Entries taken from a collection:

'''

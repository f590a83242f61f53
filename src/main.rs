//! RustUartShell - Main entry point
//!
//! 1. Initialize logging and the console UART
//! 2. RX path pushes received bytes into `RX_QUEUE`
//! 3. Main loop feeds the console, flushes `TX_QUEUE`, drains logs
//!
//! On the host the same loop runs over stdin/stdout for development.

use rust_uart_shell::{
    config::CONFIG,
    console::{print_banner, AnsiRedraw, Console, Interpreter, DEFAULT_PROMPT},
    fault::{FaultCode, FaultState},
    hal::{ByteSink, CrlfWriter, RxChannel, UartConfig},
    uart_logger::NamedStream,
    ByteQueue, LogDrain, CONSOLE_LOG_STREAM, RX_LOG_STREAM, RX_QUEUE_SIZE, TX_QUEUE_SIZE,
};

// Shared between the RX context and the main loop
static RX_QUEUE: ByteQueue<RX_QUEUE_SIZE> = ByteQueue::new();
static TX_QUEUE: ByteQueue<TX_QUEUE_SIZE> = ByteQueue::new();
static FAULT_STATE: FaultState = FaultState::new();

type TxSink = &'static ByteQueue<TX_QUEUE_SIZE>;

/// Everything the main loop owns.
struct Shell {
    console: Console<'static, AnsiRedraw<TxSink>>,
    interpreter: Interpreter<CrlfWriter<TxSink>>,
    drain: LogDrain<'static, 2>,
    applied_generation: u32,
}

impl Shell {
    fn new() -> Self {
        Self {
            console: Console::new(AnsiRedraw::new(&TX_QUEUE), DEFAULT_PROMPT, &CONSOLE_LOG_STREAM),
            interpreter: Interpreter::new(CrlfWriter::new(&TX_QUEUE)),
            drain: LogDrain::new([
                NamedStream { name: "rx", stream: &RX_LOG_STREAM },
                NamedStream { name: "console", stream: &CONSOLE_LOG_STREAM },
            ]),
            applied_generation: CONFIG.generation(),
        }
    }

    fn start<S: ByteSink + ?Sized>(&mut self, now_us: i64, out: &mut S) {
        let mut tx = &TX_QUEUE;
        print_banner(&mut tx, DEFAULT_PROMPT);
        rust_uart_shell::log_info!(CONSOLE_LOG_STREAM, now_us, "console ready");
        TX_QUEUE.drain_to(out);
    }

    /// One pass of the main loop.
    fn service<S: ByteSink + ?Sized>(&mut self, now_us: i64, out: &mut S) {
        self.console.poll(&RX_QUEUE, now_us, &mut self.interpreter);
        self.apply_config(now_us);
        self.report_faults(now_us);

        TX_QUEUE.drain_to(out);

        // Log lines share the terminal with the prompt
        if self.drain.poll_to_log(now_us) {
            self.console.refresh();
            TX_QUEUE.drain_to(out);
        }
    }

    fn apply_config(&mut self, now_us: i64) {
        use core::sync::atomic::Ordering;

        let generation = CONFIG.generation();
        if generation != self.applied_generation {
            self.applied_generation = generation;
            rust_uart_shell::log_info!(
                CONSOLE_LOG_STREAM,
                now_us,
                "config gen {}: pwm {}Hz {}% led {} period {}ms",
                generation,
                CONFIG.pwm_freq_hz.load(Ordering::Relaxed),
                CONFIG.pwm_duty_pct.load(Ordering::Relaxed),
                CONFIG.led_enabled.load(Ordering::Relaxed),
                CONFIG.led_period_ms.load(Ordering::Relaxed)
            );
        }

        if let Some(req) = CONFIG.take_adc_request() {
            rust_uart_shell::log_info!(
                CONSOLE_LOG_STREAM,
                now_us,
                "adc capture ch={} freq={}Hz samples={}",
                req.channel,
                req.freq_hz,
                req.samples
            );
        }
    }

    fn report_faults(&mut self, now_us: i64) {
        let tx_dropped = TX_QUEUE.dropped();
        if tx_dropped > 0 {
            TX_QUEUE.reset_dropped();
            FAULT_STATE.set(FaultCode::TxOverrun, tx_dropped);
        }

        if FAULT_STATE.is_active() {
            let snap = FAULT_STATE.snapshot();
            rust_uart_shell::log_warn!(
                CONSOLE_LOG_STREAM,
                now_us,
                "fault {} data={} total={}",
                snap.code.as_str(),
                snap.data,
                snap.count
            );
            FAULT_STATE.clear();
        }
    }
}

#[cfg(target_os = "espidf")]
fn main() -> Result<(), esp_idf_svc::sys::EspError> {
    use esp_idf_svc::hal::peripherals::Peripherals;
    use rust_uart_shell::hal::uart::esp::{init_console_uart, EspUartSink};

    esp_idf_svc::sys::link_patches();
    esp_idf_svc::log::EspLogger::initialize_default();

    let peripherals = Peripherals::take()?;
    let config = UartConfig::default();

    #[cfg(feature = "esp32p4")]
    let (tx_pin, rx_pin) = (peripherals.pins.gpio37, peripherals.pins.gpio38);
    #[cfg(not(feature = "esp32p4"))]
    let (tx_pin, rx_pin) = (peripherals.pins.gpio43, peripherals.pins.gpio44);

    let uart = init_console_uart(peripherals.uart0, tx_pin, rx_pin, &config)?;
    log::info!("console on UART0 @ {} baud", config.baud_rate);

    let rx = RxChannel::new(&RX_QUEUE, &FAULT_STATE, &RX_LOG_STREAM);
    let mut out = EspUartSink { uart: &uart, fault: &FAULT_STATE };
    let mut shell = Shell::new();
    let mut buf = [0u8; 64];

    shell.start(timestamp_us(), &mut out);

    loop {
        match uart.read(&mut buf, config.read_timeout_ticks) {
            Ok(n) => {
                rx.on_bytes(&buf[..n], timestamp_us());
            }
            Err(e) => FAULT_STATE.set(FaultCode::UartError, e.code() as u32),
        }

        shell.service(timestamp_us(), &mut out);
    }
}

#[cfg(target_os = "espidf")]
fn timestamp_us() -> i64 {
    // SAFETY: esp_timer is started by the IDF before app_main
    unsafe { esp_idf_svc::sys::esp_timer_get_time() }
}

#[cfg(not(target_os = "espidf"))]
fn main() {
    use simplelog::{ColorChoice, LevelFilter, TermLogger, TerminalMode};
    use std::io::{Read, Write};
    use std::sync::atomic::{AtomicBool, Ordering};
    use std::time::{Duration, Instant};

    static STDIN_CLOSED: AtomicBool = AtomicBool::new(false);

    struct StdoutSink(std::io::Stdout);

    impl ByteSink for StdoutSink {
        fn write_bytes(&mut self, bytes: &[u8]) {
            let mut lock = self.0.lock();
            if lock.write_all(bytes).and_then(|_| lock.flush()).is_err() {
                FAULT_STATE.set(FaultCode::UartError, 0);
            }
        }
    }

    let _ = TermLogger::init(
        LevelFilter::Debug,
        simplelog::Config::default(),
        TerminalMode::Stderr,
        ColorChoice::Auto,
    );

    let config = UartConfig::default();
    log::info!("host console on stdin/stdout (target baud {})", config.baud_rate);

    let start = Instant::now();
    let now_us = move || start.elapsed().as_micros() as i64;

    std::thread::spawn(move || {
        let rx = RxChannel::new(&RX_QUEUE, &FAULT_STATE, &RX_LOG_STREAM);
        let mut stdin = std::io::stdin();
        let mut buf = [0u8; 64];
        loop {
            match stdin.read(&mut buf) {
                Ok(0) | Err(_) => break,
                Ok(n) => {
                    for &b in &buf[..n] {
                        // Line-buffered terminals send LF where a raw serial port sends CR
                        let b = if b == b'\n' { b'\r' } else { b };
                        rx.on_byte(b, now_us());
                    }
                }
            }
        }
        STDIN_CLOSED.store(true, Ordering::Release);
    });

    let mut out = StdoutSink(std::io::stdout());
    let mut shell = Shell::new();
    shell.start(now_us(), &mut out);

    loop {
        let closed = STDIN_CLOSED.load(Ordering::Acquire);
        shell.service(now_us(), &mut out);
        if closed && RX_QUEUE.is_empty() {
            break;
        }
        std::thread::sleep(Duration::from_millis(1));
    }

    let _ = out.0.lock().write_all(b"\r\n");
}
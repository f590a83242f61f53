//! Global log stream instances.
//!
//! One stream per producer context, both drained by the main loop.

use crate::logging::LogStream;

/// RX log stream (receive interrupt only).
///
/// Single producer (UART RX handler), single consumer (log drain).
pub static RX_LOG_STREAM: LogStream = LogStream::new();

/// Console log stream (main loop: line editor and command interpreter).
///
/// Single producer (console), single consumer (log drain).
pub static CONSOLE_LOG_STREAM: LogStream = LogStream::new();
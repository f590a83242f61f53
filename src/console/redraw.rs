//! Terminal echo and redraw
//!
//! The line editor never writes bytes itself; it calls a [`Redraw`]
//! implementation. [`AnsiRedraw`] is the real one and emits only:
//!
//! | Purpose                     | Bytes            |
//! |-----------------------------|------------------|
//! | erase line, go to column 0  | `ESC [ 2 K CR`   |
//! | cursor left one cell        | `ESC [ D`        |
//! | cursor right one cell       | `ESC [ C`        |
//! | newline                     | `CR LF`          |
//! | delete echo                 | `DEL`            |
//!
//! plus the prompt and line bytes themselves.

use super::decoder::{ARROW_LEFT, ARROW_RIGHT, CSI_BRACKET, DEL, ESC};
use super::line_buffer::{Erased, LineBuffer};
use crate::hal::uart::ByteSink;

/// Erase entire line, then carriage return
pub const ERASE_LINE: &[u8] = &[ESC, CSI_BRACKET, b'2', b'K', b'\r'];
/// Cursor one cell left
pub const CURSOR_LEFT: &[u8] = &[ESC, CSI_BRACKET, ARROW_LEFT];
/// Cursor one cell right
pub const CURSOR_RIGHT: &[u8] = &[ESC, CSI_BRACKET, ARROW_RIGHT];
/// Newline for raw-mode terminals
pub const NEWLINE: &[u8] = b"\r\n";

/// Rendering side of the line editor
pub trait Redraw {
    /// Echo a typed byte
    fn echo_char(&mut self, byte: u8);

    /// Echo a successful backspace
    fn echo_erase(&mut self, erased: Erased);

    /// Move the terminal cursor one cell left
    fn cursor_left(&mut self);

    /// Move the terminal cursor one cell right
    fn cursor_right(&mut self);

    /// Repaint prompt and line, leaving the cursor at the buffer's cursor
    fn redraw_line(&mut self, prompt: &str, line: &LineBuffer);

    /// Start a fresh line with the prompt
    fn redraw_prompt(&mut self, prompt: &str);
}

/// VT100/ANSI renderer over a byte sink
pub struct AnsiRedraw<S: ByteSink> {
    sink: S,
}

impl<S: ByteSink> AnsiRedraw<S> {
    pub const fn new(sink: S) -> Self {
        Self { sink }
    }

    /// Access the underlying sink
    pub fn sink(&self) -> &S {
        &self.sink
    }

    pub fn sink_mut(&mut self) -> &mut S {
        &mut self.sink
    }
}

impl<S: ByteSink> Redraw for AnsiRedraw<S> {
    fn echo_char(&mut self, byte: u8) {
        self.sink.write_byte(byte);
    }

    fn echo_erase(&mut self, erased: Erased) {
        match erased {
            Erased::Tail => {
                // DEL steps back, then blank the vacated cell
                self.sink.write_byte(DEL);
                self.sink.write_byte(b' ');
                self.sink.write_bytes(CURSOR_LEFT);
            }
            // Content unchanged, only the cursor moved
            Erased::Interior => self.sink.write_bytes(CURSOR_LEFT),
        }
    }

    fn cursor_left(&mut self) {
        self.sink.write_bytes(CURSOR_LEFT);
    }

    fn cursor_right(&mut self) {
        self.sink.write_bytes(CURSOR_RIGHT);
    }

    fn redraw_line(&mut self, prompt: &str, line: &LineBuffer) {
        self.sink.write_bytes(ERASE_LINE);
        self.sink.write_bytes(prompt.as_bytes());
        self.sink.write_bytes(line.as_bytes());
        for _ in line.cursor()..line.high_water() {
            self.sink.write_bytes(CURSOR_LEFT);
        }
    }

    fn redraw_prompt(&mut self, prompt: &str) {
        self.sink.write_bytes(NEWLINE);
        self.sink.write_bytes(prompt.as_bytes());
    }
}
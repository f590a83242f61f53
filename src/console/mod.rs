//! Serial console: line editor with history plus command interpreter
//!
//! ```text
//! RX queue ─▶ Decoder ─▶ LineEditor ─▶ Redraw ─▶ TX
//!                           │
//!                           └─(Enter)─▶ CommandSink (Interpreter)
//! ```
//!
//! Polled from the main loop - no dedicated task.
//! Zero heap allocation - all static buffers.

pub mod commands;
#[allow(clippy::module_inception)]
pub mod console;
pub mod decoder;
pub mod editor;
pub mod error;
pub mod history;
pub mod interpreter;
pub mod line_buffer;
pub mod parser;
pub mod redraw;

/// Prompt printed before every line
pub const DEFAULT_PROMPT: &str = "> ";

pub use commands::{command_names, execute, CommandDescriptor, COMMANDS, RUN_COMMANDS};
pub use console::{print_banner, Console, VERSION};
pub use decoder::{DecodedEvent, Decoder, EscapeStage};
pub use editor::{CommandSink, LineEditor, Outcome};
pub use error::{ConsoleError, EditError};
pub use history::{History, HistorySlot, Recall, HISTORY_DEPTH};
pub use interpreter::Interpreter;
pub use line_buffer::{Erased, LineBuffer, LINE_SIZE};
pub use parser::{parse_bytes, parse_line, ParsedCommand, MAX_ARGS};
pub use redraw::{AnsiRedraw, Redraw};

'''

WHAT YOU HAVE TO DO – Filter the records above and return every line that holds the word "FaultCode".

EXPECTED OUTPUT –
    fault::{FaultCode, FaultState},
            FAULT_STATE.set(FaultCode::TxOverrun, tx_dropped);
            Err(e) => FAULT_STATE.set(FaultCode::UartError, e.code() as u32),
                FAULT_STATE.set(FaultCode::UartError, 0);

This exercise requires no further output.